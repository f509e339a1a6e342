//! Dictionaries bundled into the binary.
//!
//! Each supported language ships one JSON file under `src/i18n/locales/`.
//! Deployments can override them at runtime with `TRANSLATIONS_DIR`.

use crate::i18n::Language;

/// English dictionary (canonical)
pub const ENGLISH_SOURCE: &str = include_str!("locales/en.json");

/// Hindi dictionary
pub const HINDI_SOURCE: &str = include_str!("locales/hi.json");

/// Spanish dictionary
pub const SPANISH_SOURCE: &str = include_str!("locales/es.json");

/// Bundled JSON source for `language`, if one ships with the crate.
pub fn embedded_source(language: Language) -> Option<&'static str> {
    match language.code() {
        "en" => Some(ENGLISH_SOURCE),
        "hi" => Some(HINDI_SOURCE),
        "es" => Some(SPANISH_SOURCE),
        _ => None,
    }
}
//! Translation metrics and observability module.
//!
//! Counts how lookups made through the language context were answered, and
//! how often the active language changed.

use crate::i18n::resolver::Resolution;
use serde::Serialize;
use std::sync::atomic::{AtomicUsize, Ordering};
use std::sync::OnceLock;

/// Global translation metrics singleton.
pub struct TranslationMetrics {
    /// Lookups answered from the active dictionary
    resolved: AtomicUsize,

    /// Lookups answered with the caller's fallback text
    fallbacks: AtomicUsize,

    /// Lookups answered with the raw key path
    raw_keys: AtomicUsize,

    /// Transitions of the current language
    language_switches: AtomicUsize,
}

static METRICS: OnceLock<TranslationMetrics> = OnceLock::new();

impl TranslationMetrics {
    /// Get the global translation metrics instance.
    pub fn global() -> &'static TranslationMetrics {
        METRICS.get_or_init(|| TranslationMetrics {
            resolved: AtomicUsize::new(0),
            fallbacks: AtomicUsize::new(0),
            raw_keys: AtomicUsize::new(0),
            language_switches: AtomicUsize::new(0),
        })
    }

    /// Record the outcome of one lookup.
    pub fn record_resolution(&self, resolution: &Resolution<'_>) {
        let counter = match resolution {
            Resolution::Found(_) => &self.resolved,
            Resolution::Fallback(_) => &self.fallbacks,
            Resolution::RawKey(_) => &self.raw_keys,
        };
        counter.fetch_add(1, Ordering::Relaxed);
    }

    pub fn record_language_switch(&self) {
        self.language_switches.fetch_add(1, Ordering::Relaxed);
    }

    pub fn resolved(&self) -> usize {
        self.resolved.load(Ordering::Relaxed)
    }

    pub fn fallbacks(&self) -> usize {
        self.fallbacks.load(Ordering::Relaxed)
    }

    pub fn raw_keys(&self) -> usize {
        self.raw_keys.load(Ordering::Relaxed)
    }

    pub fn language_switches(&self) -> usize {
        self.language_switches.load(Ordering::Relaxed)
    }

    /// Generate a metrics report.
    pub fn report(&self) -> MetricsReport {
        let resolved = self.resolved();
        let fallbacks = self.fallbacks();
        let raw_keys = self.raw_keys();
        let lookups = resolved + fallbacks + raw_keys;
        let resolution_rate = if lookups > 0 {
            (resolved as f64 / lookups as f64) * 100.0
        } else {
            0.0
        };

        MetricsReport {
            lookups,
            resolved,
            fallbacks,
            raw_keys,
            resolution_rate,
            language_switches: self.language_switches(),
        }
    }

    /// Reset all metrics to zero (useful for testing).
    #[cfg(test)]
    pub fn reset(&self) {
        self.resolved.store(0, Ordering::Relaxed);
        self.fallbacks.store(0, Ordering::Relaxed);
        self.raw_keys.store(0, Ordering::Relaxed);
        self.language_switches.store(0, Ordering::Relaxed);
    }
}

/// Metrics report containing current translation statistics.
#[derive(Debug, Clone, Serialize)]
pub struct MetricsReport {
    /// Total lookups recorded
    pub lookups: usize,

    pub resolved: usize,

    pub fallbacks: usize,

    pub raw_keys: usize,

    /// Share of lookups answered from a dictionary, as a percentage (0-100)
    pub resolution_rate: f64,

    pub language_switches: usize,
}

——

▶ EXERCISE DETAILS:
Go through the listing and copy each line exactly.

▶ COMPLETED EXERCISE:
repository f509e339a1a6e342
//! Dictionaries bundled into the binary.
//!
//! Each supported language ships one JSON file under `src/i18n/locales/`.
//! Deployments can override them at runtime with `TRANSLATIONS_DIR`.

use crate::i18n::Language;

/// English dictionary (canonical)
pub const ENGLISH_SOURCE: &str = include_str!("locales/en.json");

/// Hindi dictionary
pub const HINDI_SOURCE: &str = include_str!("locales/hi.json");

/// Spanish dictionary
pub const SPANISH_SOURCE: &str = include_str!("locales/es.json");

/// Bundled JSON source for `language`, if one ships with the crate.
pub fn embedded_source(language: Language) -> Option<&'static str> {
    match language.code() {
        "en" => Some(ENGLISH_SOURCE),
        "hi" => Some(HINDI_SOURCE),
        "es" => Some(SPANISH_SOURCE),
        _ => None,
    }
}
//! Translation metrics and observability module.
//!
//! Counts how lookups made through the language context were answered, and
//! how often the active language changed.

use crate::i18n::resolver::Resolution;
use serde::Serialize;
use std::sync::atomic::{AtomicUsize, Ordering};
use std::sync::OnceLock;

/// Global translation metrics singleton.
pub struct TranslationMetrics {
    /// Lookups answered from the active dictionary
    resolved: AtomicUsize,

    /// Lookups answered with the caller's fallback text
    fallbacks: AtomicUsize,

    /// Lookups answered with the raw key path
    raw_keys: AtomicUsize,

    /// Transitions of the current language
    language_switches: AtomicUsize,
}

static METRICS: OnceLock<TranslationMetrics> = OnceLock::new();

impl TranslationMetrics {
    /// Get the global translation metrics instance.
    pub fn global() -> &'static TranslationMetrics {
        METRICS.get_or_init(|| TranslationMetrics {
            resolved: AtomicUsize::new(0),
            fallbacks: AtomicUsize::new(0),
            raw_keys: AtomicUsize::new(0),
            language_switches: AtomicUsize::new(0),
        })
    }

    /// Record the outcome of one lookup.
    pub fn record_resolution(&self, resolution: &Resolution<'_>) {
        let counter = match resolution {
            Resolution::Found(_) => &self.resolved,
            Resolution::Fallback(_) => &self.fallbacks,
            Resolution::RawKey(_) => &self.raw_keys,
        };
        counter.fetch_add(1, Ordering::Relaxed);
    }

    pub fn record_language_switch(&self) {
        self.language_switches.fetch_add(1, Ordering::Relaxed);
    }

    pub fn resolved(&self) -> usize {
        self.resolved.load(Ordering::Relaxed)
    }

    pub fn fallbacks(&self) -> usize {
        self.fallbacks.load(Ordering::Relaxed)
    }

    pub fn raw_keys(&self) -> usize {
        self.raw_keys.load(Ordering::Relaxed)
    }

    pub fn language_switches(&self) -> usize {
        self.language_switches.load(Ordering::Relaxed)
    }

    /// Generate a metrics report.
    pub fn report(&self) -> MetricsReport {
        let resolved = self.resolved();
        let fallbacks = self.fallbacks();
        let raw_keys = self.raw_keys();
        let lookups = resolved + fallbacks + raw_keys;
        let resolution_rate = if lookups > 0 {
            (resolved as f64 / lookups as f64) * 100.0
        } else {
            0.0
        };

        MetricsReport {
            lookups,
            resolved,
            fallbacks,
            raw_keys,
            resolution_rate,
            language_switches: self.language_switches(),
        }
    }

    /// Reset all metrics to zero (useful for testing).
    #[cfg(test)]
    pub fn reset(&self) {
        self.resolved.store(0, Ordering::Relaxed);
        self.fallbacks.store(0, Ordering::Relaxed);
        self.raw_keys.store(0, Ordering::Relaxed);
        self.language_switches.store(0, Ordering::Relaxed);
    }
}

/// Metrics report containing current translation statistics.
#[derive(Debug, Clone, Serialize)]
pub struct MetricsReport {
    /// Total lookups recorded
    pub lookups: usize,

    pub resolved: usize,

    pub fallbacks: usize,

    pub raw_keys: usize,

    /// Share of lookups answered from a dictionary, as a percentage (0-100)
    pub resolution_rate: f64,

    pub language_switches: usize,
}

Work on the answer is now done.